ASSIGNED TASK
Gather all lines in the entries below that include the word "derive".

DATA RECORDS

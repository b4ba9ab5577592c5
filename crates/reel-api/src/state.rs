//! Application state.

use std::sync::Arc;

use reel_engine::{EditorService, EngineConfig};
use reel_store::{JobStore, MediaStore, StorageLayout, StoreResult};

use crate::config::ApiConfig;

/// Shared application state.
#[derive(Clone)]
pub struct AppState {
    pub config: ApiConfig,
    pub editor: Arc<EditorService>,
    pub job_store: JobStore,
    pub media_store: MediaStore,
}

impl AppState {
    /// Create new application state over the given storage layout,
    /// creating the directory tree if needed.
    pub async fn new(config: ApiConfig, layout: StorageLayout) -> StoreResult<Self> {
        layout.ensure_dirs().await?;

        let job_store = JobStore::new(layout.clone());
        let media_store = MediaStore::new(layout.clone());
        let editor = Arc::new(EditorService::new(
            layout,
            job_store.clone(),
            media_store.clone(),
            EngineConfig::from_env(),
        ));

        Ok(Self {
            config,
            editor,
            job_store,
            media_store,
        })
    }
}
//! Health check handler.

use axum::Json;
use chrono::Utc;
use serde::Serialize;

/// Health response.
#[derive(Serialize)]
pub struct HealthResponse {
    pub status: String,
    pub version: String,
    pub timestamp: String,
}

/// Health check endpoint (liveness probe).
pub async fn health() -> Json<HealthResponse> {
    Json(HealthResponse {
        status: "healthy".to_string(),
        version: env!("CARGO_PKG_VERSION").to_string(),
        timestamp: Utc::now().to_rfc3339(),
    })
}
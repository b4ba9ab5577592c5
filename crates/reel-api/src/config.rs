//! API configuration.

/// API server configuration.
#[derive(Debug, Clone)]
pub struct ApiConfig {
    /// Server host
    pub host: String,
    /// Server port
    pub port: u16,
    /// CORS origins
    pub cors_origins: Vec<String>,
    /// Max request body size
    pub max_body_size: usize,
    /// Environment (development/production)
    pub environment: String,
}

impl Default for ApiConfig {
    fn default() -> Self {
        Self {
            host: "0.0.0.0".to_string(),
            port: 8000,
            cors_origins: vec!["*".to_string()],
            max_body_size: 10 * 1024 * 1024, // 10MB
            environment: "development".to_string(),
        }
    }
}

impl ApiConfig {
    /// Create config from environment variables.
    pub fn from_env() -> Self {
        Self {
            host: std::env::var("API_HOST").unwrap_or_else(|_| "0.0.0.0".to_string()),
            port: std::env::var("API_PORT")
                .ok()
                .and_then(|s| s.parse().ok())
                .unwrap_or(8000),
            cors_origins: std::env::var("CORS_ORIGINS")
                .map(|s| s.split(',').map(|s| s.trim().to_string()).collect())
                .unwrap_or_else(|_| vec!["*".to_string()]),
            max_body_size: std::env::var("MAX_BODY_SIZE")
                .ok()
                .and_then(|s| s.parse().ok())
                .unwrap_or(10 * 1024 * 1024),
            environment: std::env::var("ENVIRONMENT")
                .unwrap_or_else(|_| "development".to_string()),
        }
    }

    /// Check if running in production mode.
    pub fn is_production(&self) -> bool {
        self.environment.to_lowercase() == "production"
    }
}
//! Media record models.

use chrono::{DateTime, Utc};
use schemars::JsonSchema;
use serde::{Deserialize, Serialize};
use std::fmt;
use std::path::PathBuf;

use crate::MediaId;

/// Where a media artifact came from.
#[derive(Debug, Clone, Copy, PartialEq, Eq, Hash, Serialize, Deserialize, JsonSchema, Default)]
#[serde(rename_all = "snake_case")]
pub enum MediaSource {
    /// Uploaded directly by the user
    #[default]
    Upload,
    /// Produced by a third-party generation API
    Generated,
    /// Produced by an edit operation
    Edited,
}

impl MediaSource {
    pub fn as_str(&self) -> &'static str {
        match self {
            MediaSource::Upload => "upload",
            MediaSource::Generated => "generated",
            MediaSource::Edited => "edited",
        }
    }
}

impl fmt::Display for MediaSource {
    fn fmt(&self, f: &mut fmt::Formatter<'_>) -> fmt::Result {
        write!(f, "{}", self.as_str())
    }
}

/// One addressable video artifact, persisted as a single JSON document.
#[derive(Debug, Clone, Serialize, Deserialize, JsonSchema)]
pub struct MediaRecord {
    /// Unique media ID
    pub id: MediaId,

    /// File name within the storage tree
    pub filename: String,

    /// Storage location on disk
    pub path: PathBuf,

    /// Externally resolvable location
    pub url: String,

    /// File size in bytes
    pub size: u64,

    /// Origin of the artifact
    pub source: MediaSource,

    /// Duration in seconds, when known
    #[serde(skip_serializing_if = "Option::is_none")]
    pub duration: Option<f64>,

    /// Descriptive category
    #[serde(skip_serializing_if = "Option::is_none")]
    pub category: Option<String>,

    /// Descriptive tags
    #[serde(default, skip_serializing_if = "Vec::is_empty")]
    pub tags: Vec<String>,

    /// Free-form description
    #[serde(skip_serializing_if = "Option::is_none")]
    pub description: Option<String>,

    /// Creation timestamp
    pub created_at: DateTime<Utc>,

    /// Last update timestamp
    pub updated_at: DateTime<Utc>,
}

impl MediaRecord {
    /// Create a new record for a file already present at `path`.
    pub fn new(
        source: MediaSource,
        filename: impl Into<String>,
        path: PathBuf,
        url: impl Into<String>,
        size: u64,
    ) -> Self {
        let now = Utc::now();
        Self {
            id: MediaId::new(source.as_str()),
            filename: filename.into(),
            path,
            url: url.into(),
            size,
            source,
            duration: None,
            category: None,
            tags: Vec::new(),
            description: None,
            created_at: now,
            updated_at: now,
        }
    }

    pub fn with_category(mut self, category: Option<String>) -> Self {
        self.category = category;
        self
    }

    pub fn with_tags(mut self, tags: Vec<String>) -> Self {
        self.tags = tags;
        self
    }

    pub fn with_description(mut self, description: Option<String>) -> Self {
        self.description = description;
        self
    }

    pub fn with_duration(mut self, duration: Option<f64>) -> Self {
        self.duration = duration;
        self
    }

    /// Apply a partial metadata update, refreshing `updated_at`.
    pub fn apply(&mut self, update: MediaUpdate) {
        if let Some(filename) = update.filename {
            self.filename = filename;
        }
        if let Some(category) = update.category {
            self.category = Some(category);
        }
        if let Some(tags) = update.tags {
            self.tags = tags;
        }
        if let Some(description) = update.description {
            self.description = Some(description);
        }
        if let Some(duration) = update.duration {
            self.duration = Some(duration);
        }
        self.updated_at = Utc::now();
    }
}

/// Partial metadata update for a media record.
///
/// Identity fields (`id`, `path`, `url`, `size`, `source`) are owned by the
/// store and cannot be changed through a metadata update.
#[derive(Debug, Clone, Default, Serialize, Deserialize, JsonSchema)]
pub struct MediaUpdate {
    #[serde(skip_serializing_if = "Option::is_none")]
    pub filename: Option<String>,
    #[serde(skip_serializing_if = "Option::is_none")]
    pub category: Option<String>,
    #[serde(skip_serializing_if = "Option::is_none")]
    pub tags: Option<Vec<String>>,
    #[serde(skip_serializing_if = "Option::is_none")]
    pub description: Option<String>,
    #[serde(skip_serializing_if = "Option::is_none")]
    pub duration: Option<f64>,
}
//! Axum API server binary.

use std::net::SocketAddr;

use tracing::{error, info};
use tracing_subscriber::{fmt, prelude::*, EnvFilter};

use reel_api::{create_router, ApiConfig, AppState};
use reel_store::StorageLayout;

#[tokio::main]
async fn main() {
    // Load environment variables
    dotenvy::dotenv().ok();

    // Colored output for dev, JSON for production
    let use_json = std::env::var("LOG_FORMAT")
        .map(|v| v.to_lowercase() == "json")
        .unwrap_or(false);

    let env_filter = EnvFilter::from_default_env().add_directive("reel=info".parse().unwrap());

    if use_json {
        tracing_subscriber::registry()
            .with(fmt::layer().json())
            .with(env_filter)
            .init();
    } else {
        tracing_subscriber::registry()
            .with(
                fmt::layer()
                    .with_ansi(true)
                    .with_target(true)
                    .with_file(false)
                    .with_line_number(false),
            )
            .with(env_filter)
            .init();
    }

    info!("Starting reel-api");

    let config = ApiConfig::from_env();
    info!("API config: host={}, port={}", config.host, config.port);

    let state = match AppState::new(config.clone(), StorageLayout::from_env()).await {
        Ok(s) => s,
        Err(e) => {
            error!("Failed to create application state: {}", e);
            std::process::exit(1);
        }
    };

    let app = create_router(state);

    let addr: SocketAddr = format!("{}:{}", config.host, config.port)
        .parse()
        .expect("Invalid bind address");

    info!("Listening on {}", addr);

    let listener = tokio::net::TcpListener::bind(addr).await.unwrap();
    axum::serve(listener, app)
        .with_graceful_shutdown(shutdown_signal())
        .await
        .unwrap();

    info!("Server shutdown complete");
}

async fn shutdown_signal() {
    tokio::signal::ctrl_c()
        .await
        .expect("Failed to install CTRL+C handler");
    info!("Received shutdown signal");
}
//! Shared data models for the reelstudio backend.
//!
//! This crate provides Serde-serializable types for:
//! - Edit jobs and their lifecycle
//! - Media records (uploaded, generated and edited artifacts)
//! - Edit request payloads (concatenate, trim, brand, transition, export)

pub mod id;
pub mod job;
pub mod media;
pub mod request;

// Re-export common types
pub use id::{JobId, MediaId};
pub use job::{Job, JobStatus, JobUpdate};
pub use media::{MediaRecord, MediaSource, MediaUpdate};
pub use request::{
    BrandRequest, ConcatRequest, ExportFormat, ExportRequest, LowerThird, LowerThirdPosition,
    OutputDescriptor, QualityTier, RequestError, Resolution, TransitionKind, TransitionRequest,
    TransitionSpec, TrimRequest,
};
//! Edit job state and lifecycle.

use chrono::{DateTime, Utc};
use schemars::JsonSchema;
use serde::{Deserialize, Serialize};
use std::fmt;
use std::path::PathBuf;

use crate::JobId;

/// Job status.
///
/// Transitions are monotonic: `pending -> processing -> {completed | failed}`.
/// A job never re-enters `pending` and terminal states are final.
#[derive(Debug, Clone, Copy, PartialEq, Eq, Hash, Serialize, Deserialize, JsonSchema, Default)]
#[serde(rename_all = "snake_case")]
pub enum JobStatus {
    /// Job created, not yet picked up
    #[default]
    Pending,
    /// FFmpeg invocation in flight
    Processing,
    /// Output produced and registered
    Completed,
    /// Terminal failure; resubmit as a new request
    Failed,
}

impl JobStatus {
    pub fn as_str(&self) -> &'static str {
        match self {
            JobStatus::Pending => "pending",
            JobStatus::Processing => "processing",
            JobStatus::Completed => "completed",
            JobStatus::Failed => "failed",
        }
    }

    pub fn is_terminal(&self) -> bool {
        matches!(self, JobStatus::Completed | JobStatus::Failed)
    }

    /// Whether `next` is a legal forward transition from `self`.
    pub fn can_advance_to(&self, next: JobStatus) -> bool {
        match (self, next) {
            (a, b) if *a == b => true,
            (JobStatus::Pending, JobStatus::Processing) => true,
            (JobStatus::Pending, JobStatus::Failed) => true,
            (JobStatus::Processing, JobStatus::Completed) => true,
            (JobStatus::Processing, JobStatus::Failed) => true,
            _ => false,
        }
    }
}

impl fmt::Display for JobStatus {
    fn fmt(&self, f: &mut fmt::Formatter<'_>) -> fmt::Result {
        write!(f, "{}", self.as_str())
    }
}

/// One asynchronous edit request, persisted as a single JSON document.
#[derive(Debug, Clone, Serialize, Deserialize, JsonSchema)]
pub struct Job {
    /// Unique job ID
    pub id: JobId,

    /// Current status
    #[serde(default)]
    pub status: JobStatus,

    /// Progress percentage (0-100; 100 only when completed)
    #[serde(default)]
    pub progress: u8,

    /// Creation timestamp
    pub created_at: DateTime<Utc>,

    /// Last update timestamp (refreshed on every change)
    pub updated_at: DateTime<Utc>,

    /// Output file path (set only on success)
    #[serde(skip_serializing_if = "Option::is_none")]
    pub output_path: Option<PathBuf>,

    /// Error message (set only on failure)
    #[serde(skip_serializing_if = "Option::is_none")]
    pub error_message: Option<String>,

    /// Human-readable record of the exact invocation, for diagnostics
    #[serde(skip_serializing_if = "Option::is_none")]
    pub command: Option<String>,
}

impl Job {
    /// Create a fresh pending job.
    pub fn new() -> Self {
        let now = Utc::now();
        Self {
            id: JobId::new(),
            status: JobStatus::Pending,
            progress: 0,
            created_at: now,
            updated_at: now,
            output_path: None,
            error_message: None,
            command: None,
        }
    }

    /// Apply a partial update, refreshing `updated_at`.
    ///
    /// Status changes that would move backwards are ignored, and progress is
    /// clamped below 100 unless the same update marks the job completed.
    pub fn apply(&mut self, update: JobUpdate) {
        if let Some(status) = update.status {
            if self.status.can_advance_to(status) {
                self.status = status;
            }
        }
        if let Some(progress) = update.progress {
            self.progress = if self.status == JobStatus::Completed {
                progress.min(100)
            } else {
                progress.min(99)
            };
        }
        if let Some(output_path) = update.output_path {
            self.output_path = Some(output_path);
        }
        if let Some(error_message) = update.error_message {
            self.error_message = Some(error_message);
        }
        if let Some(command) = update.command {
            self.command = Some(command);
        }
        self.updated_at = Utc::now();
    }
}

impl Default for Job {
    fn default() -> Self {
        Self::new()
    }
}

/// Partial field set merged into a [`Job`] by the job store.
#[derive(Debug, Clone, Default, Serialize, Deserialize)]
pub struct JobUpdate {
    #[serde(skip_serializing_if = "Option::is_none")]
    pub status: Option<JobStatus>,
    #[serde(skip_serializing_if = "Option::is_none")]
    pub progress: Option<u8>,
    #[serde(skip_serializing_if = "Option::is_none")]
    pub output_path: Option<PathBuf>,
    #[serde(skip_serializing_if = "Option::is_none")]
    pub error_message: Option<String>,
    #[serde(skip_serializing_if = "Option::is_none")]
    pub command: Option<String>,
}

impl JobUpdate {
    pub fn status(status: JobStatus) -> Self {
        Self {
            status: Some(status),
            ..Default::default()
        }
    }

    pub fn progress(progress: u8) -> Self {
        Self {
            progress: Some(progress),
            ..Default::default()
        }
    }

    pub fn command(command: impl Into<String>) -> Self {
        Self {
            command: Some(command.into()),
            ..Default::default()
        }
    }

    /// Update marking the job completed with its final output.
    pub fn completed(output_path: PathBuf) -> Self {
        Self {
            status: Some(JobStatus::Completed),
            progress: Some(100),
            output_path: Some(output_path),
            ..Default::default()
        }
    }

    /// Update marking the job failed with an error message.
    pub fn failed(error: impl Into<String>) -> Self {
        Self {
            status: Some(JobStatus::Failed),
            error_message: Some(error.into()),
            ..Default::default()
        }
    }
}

WRITTEN ANSWER
#[derive(Clone)]
#[derive(Serialize)]
#[derive(Debug, Clone)]
#[derive(Debug, Clone, Copy, PartialEq, Eq, Hash, Serialize, Deserialize, JsonSchema, Default)]
#[derive(Debug, Clone, Serialize, Deserialize, JsonSchema)]
#[derive(Debug, Clone, Default, Serialize, Deserialize, JsonSchema)]
#[derive(Debug, Clone, Copy, PartialEq, Eq, Hash, Serialize, Deserialize, JsonSchema, Default)]
#[derive(Debug, Clone, Serialize, Deserialize, JsonSchema)]
#[derive(Debug, Clone, Default, Serialize, Deserialize)]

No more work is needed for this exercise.